The theme of the panel, which also included Apptio CEO Sunny Gupta, Concur Technologies CEO Steve Singh, centered on how the CIO’s role has become crucial in using business technology to support and even drive corporate strategy. Traditionally, a position dedicated to managing back-office systems and desktops, the CIO role has become more strategic as technology increasingly permeates the business. CEOs and corporate boards are looking to CIOs for innovation through technology. Yet CIOs must also protect their corporate assets by evaluating the business risk of shadow IT solutions.

Risk-averse CIO weren’t always so interested in emerging technologies and often favored software from incumbents over startups. Levie said that until around 2009 CIOs largely declined to work with Box because they didn’t see the value in hosting corporate files in someone else’s cloud when they already had Microsoft SharePoint or products from EMC and other vendors. He tried to convince them that the rise of mobile devices such as the iPhone and the iPad, as well as the enrichment of browsers to support software on any device, would enable employees to collaborate with each other from anywhere.

[ Related: Why the enterprise cloud needs shadow IT to succeed ]

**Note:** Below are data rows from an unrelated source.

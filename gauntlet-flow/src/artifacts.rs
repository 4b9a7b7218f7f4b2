//! Run-scoped diagnostic artifacts: screenshots and structured error
//! reports, keyed by step name and timestamp. Append-only; nothing here is
//! read back during the run.

use std::path::{Path, PathBuf};

use chrono::Utc;
use gauntlet_common::{FlowError, Result};
use serde_json::json;

pub struct ArtifactRecorder {
    dir: PathBuf,
}

impl ArtifactRecorder {
    pub fn new(dir: impl Into<PathBuf>) -> Self {
        Self { dir: dir.into() }
    }

    pub fn dir(&self) -> &Path {
        &self.dir
    }

    fn stamped(&self, subdir: &str, step: &str, ext: &str) -> Result<PathBuf> {
        let dir = self.dir.join(subdir);
        std::fs::create_dir_all(&dir)
            .map_err(|e| FlowError::Other(anyhow::Error::new(e).context("creating artifact dir")))?;
        let name = format!(
            "{}-{}.{}",
            Utc::now().timestamp_millis(),
            step.replace(' ', "_"),
            ext
        );
        Ok(dir.join(name))
    }

    /// Persist a screenshot for `step`, returning the written path.
    pub fn record_screenshot(&self, step: &str, png: &[u8]) -> Result<PathBuf> {
        let path = self.stamped("screenshots", step, "png")?;
        std::fs::write(&path, png)
            .map_err(|e| FlowError::Other(anyhow::Error::new(e).context("writing screenshot")))?;
        Ok(path)
    }

    /// Persist a structured error report for `step`. Page URL and HTML are
    /// included when the session could still provide them.
    pub fn record_error_report(
        &self,
        step: &str,
        error: &FlowError,
        url: Option<&str>,
        html: Option<&str>,
    ) -> Result<PathBuf> {
        let path = self.stamped("error-logs", step, "json")?;
        let report = json!({
            "step": step,
            "time": Utc::now().to_rfc3339(),
            "kind": error.kind(),
            "message": error.to_string(),
            "url": url,
            "html": html,
        });
        let body = serde_json::to_string_pretty(&report)
            .map_err(|e| FlowError::Other(anyhow::Error::new(e)))?;
        std::fs::write(&path, body)
            .map_err(|e| FlowError::Other(anyhow::Error::new(e).context("writing error report")))?;
        Ok(path)
    }
}

#[cfg(test)]
mod tests {
    use super::*;
    use std::time::Duration;

    #[test]
    fn screenshot_lands_under_screenshots_with_step_name() {
        let tmp = tempfile::tempdir().unwrap();
        let recorder = ArtifactRecorder::new(tmp.path());
        let path = recorder.record_screenshot("before navigate", b"png-bytes").unwrap();
        assert!(path.starts_with(tmp.path().join("screenshots")));
        let name = path.file_name().unwrap().to_string_lossy().to_string();
        assert!(name.ends_with("-before_navigate.png"));
        assert_eq!(std::fs::read(&path).unwrap(), b"png-bytes");
    }

    #[test]
    fn error_report_carries_classification_and_context() {
        let tmp = tempfile::tempdir().unwrap();
        let recorder = ArtifactRecorder::new(tmp.path());
        let err = FlowError::PreconditionTimeout {
            what: "#main".into(),
            timeout: Duration::from_secs(30),
        };
        let path = recorder
            .record_error_report("navigate", &err, Some("https://example.com"), None)
            .unwrap();
        let report: serde_json::Value =
            serde_json::from_str(&std::fs::read_to_string(&path).unwrap()).unwrap();
        assert_eq!(report["step"], "navigate");
        assert_eq!(report["kind"], "precondition_timeout");
        assert_eq!(report["url"], "https://example.com");
        assert!(report["html"].is_null());
    }

    #[test]
    fn unwritable_dir_surfaces_an_error() {
        let tmp = tempfile::tempdir().unwrap();
        let blocker = tmp.path().join("taken");
        std::fs::write(&blocker, b"file, not dir").unwrap();
        let recorder = ArtifactRecorder::new(&blocker);
        assert!(recorder.record_screenshot("x", b"y").is_err());
    }
}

CIOs didn’t get it, or chose not to, so Box initially circumvented CIOs, taking the product to departmental line of business managers. And when the software went viral, seeping its way into other parts of the business, Levie and his sales team would call the CIO and tell them. That angered CIOs, who often blocked Box. So Box ceased calling IT departments, quietly building up its technology features and bolstering security to make the software more palatable for enterprises. Now a mature, public company itself, Box counts General Electric, AstraZeneca, Proctor & Gamble and others among its customers. “I feel your pain now, I understand why you blocked us for so long,” Levie told the audience.

[ Related: Don’t fear shadow IT -- exploit it and prosper ]

He also says IT has come a long way in its willingness to embrace new technologies, particularly cloud and mobile services that employees prefer to use to communicate, collaborate and conduct their work. He estimates that roughly 80 percent of the conversations Box engages in with prospective customers are conducted with the IT department.

While Box may be tunneling its way into the mainstream enterprise, Gartner predicts that IT spending will increasingly occur outside the consolidated IT budget, as CIOs struggle to keep up with the pace and demand of emerging technologies. Blocking those tools is not only futile but a waste of valuable talent in the workforce, Gartner analyst Matt Cain said in an August research note: "Shadow IT investments often exceed 30 percent of total IT spend," Cain says. "This will only increase because demand for new apps and services to pursue digital opportunities outstrips the capacity of IT to provide them. At the same time, cloud services will mature and employee demographics will shift to increasingly technically savvy employees frustrated by the pace of traditional IT, and with the skills to find their own IT solutions."

CIOs, Cain says, should partner with business units and craft a framework that outlines when it is appropriate for individuals to use their own technology solutions and when IT should take the lead.